Since Heathrow and Gatwick became rivals five years ago with the break-up of BAA, tens of millions of pounds have been invested in new shops to boost the pre-flight offering. At the same time, retailers recognise that a location adjacent to a runway at a London airport is the fastest way to reach a global audience.

For practitioners of the retail arts, there are many challenges. Passengers are typically tired and stressed after the trip to the airport, whether that involves the M4, the Piccadilly Line from central London or a long-haul flight from Mumbai. They may be fixated on a single "distress" purchase: Boots is always front of house for last-minute personal needs, while among the fastest-moving lines at Dixons are connectors and chargers for tablets and telephones. (Incidentally the Dixons brand, first seen "airside" at Heathrow 20 years ago, has long disappeared from the High Street but lives on in Britain's airports.)

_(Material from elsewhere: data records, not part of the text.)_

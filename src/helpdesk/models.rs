use std::fmt;
use std::str::FromStr;

use chrono::NaiveDateTime;
use serde::{Deserialize, Serialize};

#[derive(Debug, Clone, Copy, Serialize, Deserialize, PartialEq, Eq)]
#[serde(rename_all = "snake_case")]
pub enum Role {
    User,
    Agent,
    Admin,
}

impl Role {
    pub fn as_str(&self) -> &'static str {
        match self {
            Self::User => "user",
            Self::Agent => "agent",
            Self::Admin => "admin",
        }
    }

    /// Global permission level: 1 user, 2 agent, 3 admin.
    pub fn level(&self) -> u8 {
        match self {
            Self::User => 1,
            Self::Agent => 2,
            Self::Admin => 3,
        }
    }
}

impl FromStr for Role {
    type Err = String;

    fn from_str(s: &str) -> Result<Self, Self::Err> {
        match s {
            "user" => Ok(Self::User),
            "agent" => Ok(Self::Agent),
            "admin" => Ok(Self::Admin),
            _ => Err(format!("Invalid role: {}", s)),
        }
    }
}

impl fmt::Display for Role {
    fn fmt(&self, f: &mut fmt::Formatter<'_>) -> fmt::Result {
        f.write_str(self.as_str())
    }
}

#[derive(Debug, Clone, Serialize, Deserialize, PartialEq)]
pub struct User {
    pub id: i64,
    pub name: String,
    pub email: String,
    pub role: Role,
    pub department_id: Option<i64>,
}

impl User {
    pub fn is_admin(&self) -> bool {
        self.role == Role::Admin
    }

    pub fn is_agent(&self) -> bool {
        self.role == Role::Agent
    }
}

#[derive(Debug, Clone, Serialize, Deserialize, PartialEq)]
pub struct Department {
    pub id: i64,
    pub department: String,
    pub sub1: Option<String>,
}

#[derive(Debug, Clone, Serialize, Deserialize, PartialEq)]
pub struct Category {
    pub id: i64,
    pub name: String,
    pub color: String,
}

/// A category with its assigned agents, used by the quick-change controls.
#[derive(Debug, Clone, Serialize, Deserialize)]
pub struct CategoryAgents {
    pub category: Category,
    pub agents: Vec<User>,
}

#[derive(Debug, Clone, Serialize, Deserialize, PartialEq)]
pub struct Status {
    pub id: i64,
    pub name: String,
    pub color: String,
}

#[derive(Debug, Clone, Serialize, Deserialize, PartialEq)]
pub struct Priority {
    pub id: i64,
    pub name: String,
    pub color: String,
    pub magnitude: i64,
}

#[derive(Debug, Clone, Serialize, Deserialize, PartialEq)]
pub struct ClosingReason {
    pub id: i64,
    pub category_id: i64,
    pub text: String,
    pub status_id: i64,
    pub ordering: i64,
}

#[derive(Debug, Clone, Serialize, Deserialize, PartialEq)]
pub struct Tag {
    pub id: i64,
    pub name: String,
    pub bg_color: String,
    pub text_color: String,
}

/// Tags available in one category.
#[derive(Debug, Clone, Serialize, Deserialize)]
pub struct CategoryTags {
    pub category_id: i64,
    pub category_name: String,
    pub tags: Vec<Tag>,
}

#[derive(Debug, Clone, Serialize, Deserialize, PartialEq)]
pub struct Ticket {
    pub id: i64,
    pub subject: String,
    pub content: String,
    pub html: String,
    pub intervention: String,
    pub intervention_html: String,
    pub status_id: i64,
    pub priority_id: i64,
    pub category_id: i64,
    pub user_id: i64,
    pub creator_id: i64,
    pub agent_id: Option<i64>,
    pub start_date: NaiveDateTime,
    pub limit_date: Option<NaiveDateTime>,
    pub completed_at: Option<NaiveDateTime>,
    pub created_at: NaiveDateTime,
    pub updated_at: NaiveDateTime,
}

impl Ticket {
    pub fn is_complete(&self) -> bool {
        self.completed_at.is_some()
    }

    /// "#12 Printer on fire", used in flash messages.
    pub fn label(&self) -> String {
        format!("#{} {}", self.id, self.subject)
    }
}

/// Field values for inserting or rewriting a ticket row.
#[derive(Debug, Clone)]
pub struct TicketDraft {
    pub subject: String,
    pub content: String,
    pub html: String,
    pub intervention: String,
    pub intervention_html: String,
    pub status_id: i64,
    pub priority_id: i64,
    pub category_id: i64,
    pub user_id: i64,
    pub creator_id: i64,
    pub agent_id: Option<i64>,
    pub start_date: NaiveDateTime,
    pub limit_date: Option<NaiveDateTime>,
    pub completed_at: Option<NaiveDateTime>,
}

impl From<&Ticket> for TicketDraft {
    fn from(t: &Ticket) -> Self {
        Self {
            subject: t.subject.clone(),
            content: t.content.clone(),
            html: t.html.clone(),
            intervention: t.intervention.clone(),
            intervention_html: t.intervention_html.clone(),
            status_id: t.status_id,
            priority_id: t.priority_id,
            category_id: t.category_id,
            user_id: t.user_id,
            creator_id: t.creator_id,
            agent_id: t.agent_id,
            start_date: t.start_date,
            limit_date: t.limit_date,
            completed_at: t.completed_at,
        }
    }
}

#[derive(Debug, Clone, Copy, Serialize, Deserialize, PartialEq, Eq)]
#[serde(rename_all = "snake_case")]
pub enum CommentType {
    Reply,
    Note,
    Complete,
    Reopen,
}

impl CommentType {
    pub fn as_str(&self) -> &'static str {
        match self {
            Self::Reply => "reply",
            Self::Note => "note",
            Self::Complete => "complete",
            Self::Reopen => "reopen",
        }
    }
}

impl FromStr for CommentType {
    type Err = String;

    fn from_str(s: &str) -> Result<Self, Self::Err> {
        match s {
            "reply" => Ok(Self::Reply),
            "note" => Ok(Self::Note),
            "complete" => Ok(Self::Complete),
            "reopen" => Ok(Self::Reopen),
            _ => Err(format!("Invalid comment type: {}", s)),
        }
    }
}

#[derive(Debug, Clone, Serialize, Deserialize, PartialEq)]
pub struct Comment {
    pub id: i64,
    pub ticket_id: i64,
    pub user_id: i64,
    pub comment_type: CommentType,
    pub content: String,
    pub html: String,
    pub created_at: NaiveDateTime,
    pub updated_at: NaiveDateTime,
}

#[derive(Debug, Clone, Serialize, Deserialize, PartialEq)]
pub struct Attachment {
    pub id: i64,
    pub ticket_id: i64,
    pub uploaded_by_id: i64,
    pub original_filename: String,
    /// Display name used for downloads.
    pub new_filename: String,
    pub description: String,
    pub file_path: String,
    pub mimetype: String,
    pub bytes: i64,
    pub created_at: NaiveDateTime,
    pub updated_at: NaiveDateTime,
}

/// Ticket list scope.
#[derive(Debug, Clone, Copy, Serialize, Deserialize, PartialEq, Eq)]
#[serde(rename_all = "snake_case")]
pub enum TicketList {
    Active,
    Newest,
    Complete,
}

impl TicketList {
    pub fn as_str(&self) -> &'static str {
        match self {
            Self::Active => "active",
            Self::Newest => "newest",
            Self::Complete => "complete",
        }
    }
}

impl FromStr for TicketList {
    type Err = String;

    fn from_str(s: &str) -> Result<Self, Self::Err> {
        match s {
            "active" => Ok(Self::Active),
            "newest" => Ok(Self::Newest),
            "complete" => Ok(Self::Complete),
            _ => Err(format!("Invalid ticket list: {}", s)),
        }
    }
}

impl fmt::Display for TicketList {
    fn fmt(&self, f: &mut fmt::Formatter<'_>) -> fmt::Result {
        f.write_str(self.as_str())
    }
}
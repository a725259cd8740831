//! Per-user list filters and one-shot flash messages.
//!
//! Both stores are process-local and keyed by user id.

use std::collections::HashMap;
use std::str::FromStr;
use std::sync::{Mutex, MutexGuard};

use serde::{Deserialize, Serialize};

use crate::errors::HelpdeskError;
use crate::helpdesk::calendar::CalendarFilter;

/// Selection that narrows list queries and dashboard counts.
#[derive(Debug, Clone, Copy, Default, PartialEq, Eq, Serialize, Deserialize)]
pub struct FilterContext {
    pub category: Option<i64>,
    pub agent: Option<i64>,
    /// Ticket owner (`user_id`).
    pub owner: Option<i64>,
    pub calendar: Option<CalendarFilter>,
}

#[derive(Debug, Clone, Copy, PartialEq, Eq)]
pub enum FilterKind {
    Category,
    Agent,
    Owner,
    Calendar,
}

impl FromStr for FilterKind {
    type Err = HelpdeskError;

    fn from_str(s: &str) -> Result<Self, Self::Err> {
        match s {
            "category" => Ok(Self::Category),
            "agent" => Ok(Self::Agent),
            "owner" => Ok(Self::Owner),
            "calendar" => Ok(Self::Calendar),
            _ => Err(HelpdeskError::BadRequest(format!("Unknown filter: {}", s))),
        }
    }
}

impl FilterContext {
    pub fn is_empty(&self) -> bool {
        *self == Self::default()
    }

    /// Set a filter from its URL value; `"remove"` clears it.
    pub fn apply(&mut self, kind: FilterKind, value: &str) -> Result<(), HelpdeskError> {
        if value == "remove" {
            self.clear(kind);
            return Ok(());
        }
        let id = || {
            value
                .parse::<i64>()
                .map_err(|_| HelpdeskError::BadRequest(format!("Invalid filter value: {}", value)))
        };
        match kind {
            FilterKind::Category => self.category = Some(id()?),
            FilterKind::Agent => self.agent = Some(id()?),
            FilterKind::Owner => self.owner = Some(id()?),
            FilterKind::Calendar => {
                self.calendar = Some(value.parse().map_err(HelpdeskError::BadRequest)?)
            }
        }
        Ok(())
    }

    pub fn clear(&mut self, kind: FilterKind) {
        match kind {
            FilterKind::Category => self.category = None,
            FilterKind::Agent => self.agent = None,
            FilterKind::Owner => self.owner = None,
            FilterKind::Calendar => self.calendar = None,
        }
    }
}

fn lock<T>(m: &Mutex<T>) -> MutexGuard<'_, T> {
    m.lock().unwrap_or_else(|poisoned| poisoned.into_inner())
}

#[derive(Debug, Default)]
pub struct FilterStore {
    inner: Mutex<HashMap<i64, FilterContext>>,
}

impl FilterStore {
    pub fn new() -> Self {
        Self::default()
    }

    pub fn get(&self, user_id: i64) -> FilterContext {
        lock(&self.inner).get(&user_id).copied().unwrap_or_default()
    }

    pub fn apply(&self, user_id: i64, kind: FilterKind, value: &str) -> Result<FilterContext, HelpdeskError> {
        let mut map = lock(&self.inner);
        let ctx = map.entry(user_id).or_default();
        ctx.apply(kind, value)?;
        Ok(*ctx)
    }

    pub fn clear(&self, user_id: i64, kind: FilterKind) {
        if let Some(ctx) = lock(&self.inner).get_mut(&user_id) {
            ctx.clear(kind);
        }
    }
}

#[derive(Debug, Clone, Copy, PartialEq, Eq, Serialize, Deserialize)]
#[serde(rename_all = "snake_case")]
pub enum FlashLevel {
    Success,
    Warning,
    Error,
}

#[derive(Debug, Clone, PartialEq, Eq, Serialize, Deserialize)]
pub struct Flash {
    pub level: FlashLevel,
    pub message: String,
}

#[derive(Debug, Default)]
pub struct FlashStore {
    inner: Mutex<HashMap<i64, Vec<Flash>>>,
}

impl FlashStore {
    pub fn new() -> Self {
        Self::default()
    }

    pub fn push(&self, user_id: i64, level: FlashLevel, message: impl Into<String>) {
        lock(&self.inner).entry(user_id).or_default().push(Flash {
            level,
            message: message.into(),
        });
    }

    /// Remove and return everything queued for the user.
    pub fn drain(&self, user_id: i64) -> Vec<Flash> {
        lock(&self.inner).remove(&user_id).unwrap_or_default()
    }
}

#[cfg(test)]
mod tests {
    use super::*;

    #[test]
    fn test_apply_and_remove_filters() {
        let store = FilterStore::new();
        store.apply(7, FilterKind::Category, "3").unwrap();
        store.apply(7, FilterKind::Calendar, "week").unwrap();
        let ctx = store.get(7);
        assert_eq!(ctx.category, Some(3));
        assert_eq!(ctx.calendar, Some(CalendarFilter::Week));

        store.apply(7, FilterKind::Category, "remove").unwrap();
        assert_eq!(store.get(7).category, None);
        assert!(store.get(8).is_empty());
    }

    #[test]
    fn test_invalid_filter_values() {
        let mut ctx = FilterContext::default();
        assert!(ctx.apply(FilterKind::Agent, "abc").is_err());
        assert!(ctx.apply(FilterKind::Calendar, "someday").is_err());
        assert!("colour".parse::<FilterKind>().is_err());
        assert!(ctx.is_empty());
    }

    #[test]
    fn test_flash_drain_is_one_shot() {
        let flashes = FlashStore::new();
        flashes.push(1, FlashLevel::Success, "Saved");
        flashes.push(1, FlashLevel::Warning, "Careful");
        let drained = flashes.drain(1);
        assert_eq!(drained.len(), 2);
        assert_eq!(drained[1].level, FlashLevel::Warning);
        assert!(flashes.drain(1).is_empty());
    }
}
use anyhow::{Context, Result};
use chrono::NaiveDateTime;
use rusqlite::{Connection, params};

use super::HelpdeskDb;
use crate::helpdesk::models::{Comment, CommentType};

struct CommentRow {
    id: i64,
    ticket_id: i64,
    user_id: i64,
    comment_type: String,
    content: String,
    html: String,
    created_at: NaiveDateTime,
    updated_at: NaiveDateTime,
}

impl CommentRow {
    fn into_comment(self) -> Result<Comment> {
        let comment_type = self
            .comment_type
            .parse::<CommentType>()
            .map_err(|e| anyhow::anyhow!(e))?;
        Ok(Comment {
            id: self.id,
            ticket_id: self.ticket_id,
            user_id: self.user_id,
            comment_type,
            content: self.content,
            html: self.html,
            created_at: self.created_at,
            updated_at: self.updated_at,
        })
    }
}

/// A comment to append alongside a ticket transition.
#[derive(Debug, Clone)]
pub struct NewComment {
    pub user_id: i64,
    pub comment_type: CommentType,
    pub content: String,
    pub html: String,
}

pub(super) fn insert_comment_in(
    conn: &Connection,
    ticket_id: i64,
    c: &NewComment,
    now: NaiveDateTime,
) -> Result<Comment> {
    conn.execute(
        "INSERT INTO comments (ticket_id, user_id, type, content, html, created_at, updated_at)
         VALUES (?1, ?2, ?3, ?4, ?5, ?6, ?6)",
        params![ticket_id, c.user_id, c.comment_type.as_str(), c.content, c.html, now],
    )
    .context("Failed to insert comment")?;
    Ok(Comment {
        id: conn.last_insert_rowid(),
        ticket_id,
        user_id: c.user_id,
        comment_type: c.comment_type,
        content: c.content.clone(),
        html: c.html.clone(),
        created_at: now,
        updated_at: now,
    })
}

impl HelpdeskDb {
    pub fn add_comment(
        &self,
        ticket_id: i64,
        user_id: i64,
        comment_type: CommentType,
        content: &str,
        html: &str,
        now: NaiveDateTime,
    ) -> Result<Comment> {
        let comment = NewComment {
            user_id,
            comment_type,
            content: content.to_string(),
            html: html.to_string(),
        };
        insert_comment_in(&self.conn, ticket_id, &comment, now)
    }

    /// One page of a ticket's comments, newest first, plus the total count.
    /// `page` is 1-based.
    pub fn list_comments(
        &self,
        ticket_id: i64,
        include_notes: bool,
        page: usize,
        per_page: usize,
    ) -> Result<(Vec<Comment>, i64)> {
        let total: i64 = self
            .conn
            .query_row(
                "SELECT COUNT(*) FROM comments WHERE ticket_id = ?1 AND (?2 OR type != 'note')",
                params![ticket_id, include_notes],
                |row| row.get(0),
            )
            .context("Failed to count comments")?;

        let offset = i64::try_from(page.saturating_sub(1).saturating_mul(per_page)).unwrap_or(i64::MAX);
        let limit = i64::try_from(per_page).unwrap_or(i64::MAX);
        let mut stmt = self
            .conn
            .prepare(
                "SELECT id, ticket_id, user_id, type, content, html, created_at, updated_at
                 FROM comments WHERE ticket_id = ?1 AND (?2 OR type != 'note')
                 ORDER BY created_at DESC, id DESC
                 LIMIT ?3 OFFSET ?4",
            )
            .context("Failed to prepare list_comments")?;
        let rows = stmt
            .query_map(
                params![ticket_id, include_notes, limit, offset],
                |row| {
                    Ok(CommentRow {
                        id: row.get(0)?,
                        ticket_id: row.get(1)?,
                        user_id: row.get(2)?,
                        comment_type: row.get(3)?,
                        content: row.get(4)?,
                        html: row.get(5)?,
                        created_at: row.get(6)?,
                        updated_at: row.get(7)?,
                    })
                },
            )
            .context("Failed to query comments")?;

        let mut comments = Vec::new();
        for row in rows {
            comments.push(row.context("Failed to read comment row")?.into_comment()?);
        }
        Ok((comments, total))
    }
}

#[cfg(test)]
mod tests {
    use super::super::fixtures::{draft, dt, fixture};
    use super::*;

    #[test]
    fn test_comments_paginate_newest_first() -> Result<()> {
        let f = fixture();
        let t = f
            .db
            .create_ticket(&draft(&f.owner, f.category.id, "Chat"), dt("2024-05-01 08:00:00"))?;
        for hour in 10..13 {
            f.db.add_comment(
                t.id,
                f.agent.id,
                CommentType::Reply,
                &format!("reply {}", hour),
                "",
                dt(&format!("2024-05-01 {}:00:00", hour)),
            )?;
        }

        let (first, total) = f.db.list_comments(t.id, true, 1, 2)?;
        assert_eq!(total, 3);
        assert_eq!(first.len(), 2);
        assert_eq!(first[0].content, "reply 12");
        let (second, _) = f.db.list_comments(t.id, true, 2, 2)?;
        assert_eq!(second.len(), 1);
        assert_eq!(second[0].content, "reply 10");
        Ok(())
    }

    #[test]
    fn test_notes_hidden_when_excluded() -> Result<()> {
        let f = fixture();
        let t = f
            .db
            .create_ticket(&draft(&f.owner, f.category.id, "Notes"), dt("2024-05-01 08:00:00"))?;
        let now = dt("2024-05-01 09:00:00");
        f.db.add_comment(t.id, f.agent.id, CommentType::Note, "internal", "", now)?;
        f.db.add_comment(t.id, f.agent.id, CommentType::Reply, "public", "", now)?;

        let (visible, total) = f.db.list_comments(t.id, false, 1, 10)?;
        assert_eq!(total, 1);
        assert_eq!(visible[0].comment_type, CommentType::Reply);
        assert_eq!(f.db.list_comments(t.id, true, 1, 10)?.1, 2);
        Ok(())
    }

    #[test]
    fn test_page_far_past_the_end_is_empty() -> Result<()> {
        let f = fixture();
        let t = f
            .db
            .create_ticket(&draft(&f.owner, f.category.id, "Chat"), dt("2024-05-01 08:00:00"))?;
        f.db.add_comment(t.id, f.owner.id, CommentType::Reply, "hi", "<p>hi</p>", dt("2024-05-01 09:00:00"))?;
        let (items, total) = f.db.list_comments(t.id, true, usize::MAX, 10)?;
        assert!(items.is_empty());
        assert_eq!(total, 1);
        Ok(())
    }
}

But airport merchants also enjoy advantages. The typical passenger is happy to spend freely before they step aboard and fly somewhere exciting (or home to Ohio), because shopping is an alluring way to kill time. They have probably allowed plenty of time to reach the airport; when they find motorways unblocked and the security search painless, they become people with plenty of "dwell time" on their hands. Passengers can't wander back to the car or the bus stop when they've had enough. The only way out is on an airliner. Add in the travellers who need to buy presents for family and friends and will pay whatever it takes to assuage the conscience, and it's no surprise that seven out of 10 Heathrow passengers buy something (a larger proportion than use the loos).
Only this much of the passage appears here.